If I could save time in a bottle
– Bir şişede zaman kazanabilseydim
The first thing that I’d like to do
– Yapmak istediğim ilk şey
Is to save every day ’til eternity passes away
– Sonsuzluk yok olana kadar her günü kurtarmaktır
Just to spend them with you
– Sadece onları seninle geçirmek için
If I could make days last forever
– Eğer günlerin sonsuza dek sürmesini sağlayabilseydim
If words could make wishes come true
– Eğer kelimeler dilekleri gerçekleştirebilseydi
I’d save every day like a treasure and then
– Her günümü bir hazine gibi kurtarırdım ve sonra
Again, I would spend them with you
– Yine, onları seninle geçirirdim
But there never seems to be enough time
– Ama asla yeterli zaman yok gibi görünüyor
To do the things you want to do once you find them (Once you find them)
– Yapmak istediğiniz şeyleri bir kez bulduğunuzda yapmak (Bir kez bulduğunuzda)
I’ve looked around enough to know
– Bilecek kadar etrafa baktım
That you’re the one I want to go through time with (Through time with)
– Zamanın içinden geçmek istediğim kişi sensin (Zamanın içinden)
Yeah
– Evet
If I had a box just for wishes
– Keşke sadece dilekler için bir kutum olsaydı
And dreams that would never come true (Come true, come)
– Ve asla gerçekleşmeyecek rüyalar (Gerçek ol, gel)
That box would be empty, except for the memory
– Bu kutu boş olurdu, hafıza hariç
Of how they were answered by you
– Sana nasıl cevap verdiklerini
And if I could save time in a bottle
– Ve eğer bir şişede zaman kazanabilirsem
The first thing that I’d like to do
– Yapmak istediğim ilk şey
Is to save every day ’til eternity passes away
– Sonsuzluk yok olana kadar her günü kurtarmaktır
Just to spend them with you, oh
– Sadece seninle geçirmek için, oh
There never seems to be time
– Hiç zaman yok gibi görünüyor
To do the things you want once you find them (Once you find them)
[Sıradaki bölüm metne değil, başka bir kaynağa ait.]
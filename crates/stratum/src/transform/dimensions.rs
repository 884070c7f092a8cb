//! Per-kind render dimensions.

use stratum_core::{geometry::Size, model::ElementKind};

/// Size used for element kinds without an entry.
pub const DEFAULT_NODE_SIZE: Size = Size::new(180.0, 100.0);

/// Width of list-style nodes (schemas, tables).
pub const LIST_NODE_WIDTH: f32 = 220.0;
/// Height of the title band of a list-style node.
pub const LIST_HEADER_HEIGHT: f32 = 40.0;
/// Height of one field or column row.
pub const LIST_ITEM_HEIGHT: f32 = 24.0;

/// Fixed size for `kind`, or `None` when the kind has no entry.
///
/// List-style kinds grow with their items:
/// `height = LIST_HEADER_HEIGHT + items * LIST_ITEM_HEIGHT`.
pub fn dimensions_for(kind: &ElementKind) -> Option<Size> {
    let (width, height) = match kind {
        ElementKind::Stakeholder | ElementKind::Driver | ElementKind::Assessment => (180.0, 80.0),
        ElementKind::Goal | ElementKind::Outcome => (200.0, 90.0),
        ElementKind::Principle | ElementKind::Requirement | ElementKind::Constraint => {
            (200.0, 90.0)
        }
        ElementKind::Actor | ElementKind::Role => (160.0, 80.0),
        ElementKind::Service | ElementKind::Function | ElementKind::Process => (200.0, 100.0),
        ElementKind::Event => (180.0, 80.0),
        ElementKind::BusinessObject | ElementKind::DataObject => (180.0, 90.0),
        ElementKind::Component => (220.0, 110.0),
        ElementKind::Interface => (160.0, 70.0),
        ElementKind::Node | ElementKind::Device => (220.0, 120.0),
        ElementKind::SystemSoftware => (200.0, 100.0),
        ElementKind::Artifact => (160.0, 80.0),
        ElementKind::Permission | ElementKind::Policy => (170.0, 80.0),
        ElementKind::Zone => (240.0, 140.0),
        ElementKind::Objective => (200.0, 90.0),
        ElementKind::Operation | ElementKind::Endpoint => (220.0, 80.0),
        ElementKind::Schema { fields: items } | ElementKind::Table { columns: items } => (
            LIST_NODE_WIDTH,
            LIST_HEADER_HEIGHT + items.len() as f32 * LIST_ITEM_HEIGHT,
        ),
        ElementKind::Database => (180.0, 110.0),
        ElementKind::View | ElementKind::Route => (200.0, 100.0),
        ElementKind::Flow => (180.0, 80.0),
        ElementKind::Metric => (160.0, 70.0),
        ElementKind::Other(_) => return None,
    };
    Some(Size::new(width, height))
}

#[cfg(test)]
mod tests {
    use float_cmp::assert_approx_eq;
    use stratum_core::model::Field;

    use super::*;

    #[test]
    fn test_fixed_kind() {
        let size = dimensions_for(&ElementKind::Goal).unwrap();
        assert_approx_eq!(f32, size.width(), 200.0);
        assert_approx_eq!(f32, size.height(), 90.0);
    }

    #[test]
    fn test_list_kind_grows_with_items() {
        let fields = (0..5).map(|i| Field::new(format!("f{i}"), None)).collect();
        let size = dimensions_for(&ElementKind::Schema { fields }).unwrap();
        assert_approx_eq!(f32, size.width(), LIST_NODE_WIDTH);
        assert_approx_eq!(f32, size.height(), LIST_HEADER_HEIGHT + 5.0 * LIST_ITEM_HEIGHT);
    }

    #[test]
    fn test_empty_table_is_header_only() {
        let size = dimensions_for(&ElementKind::Table { columns: vec![] }).unwrap();
        assert_approx_eq!(f32, size.height(), LIST_HEADER_HEIGHT);
    }

    #[test]
    fn test_unknown_kind_has_no_entry() {
        assert!(dimensions_for(&ElementKind::Other("widget".to_string())).is_none());
    }
}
– İstediğiniz şeyleri bir kez bulduğunuzda yapmak (Bir kez bulduğunuzda)
I’ve looked around enough to know
– Bilecek kadar etrafa baktım
That you’re the one I want to go through time with (Through time with)
– Zamanın içinden geçmek istediğim kişi sensin (Zamanın içinden)
There never seems to be enough time
– Hiçbir zaman yeterli zaman yok gibi görünüyor
To do the things you want to do, once you find them (Once you find them)
– Yapmak istediğiniz şeyleri bir kez bulduğunuzda yapmak (Bir kez bulduğunuzda)
I’ve looked around enough to know
– Bilecek kadar etrafa baktım
That you’re the one I want to go through time with (Through time with)
– Zamanın içinden geçmek istediğim kişi sensin (Zamanın içinden)
Oh, oh
– Oh, oh
Bir yanıt yazın
Yorum yapabilmek için oturum açmalısınız.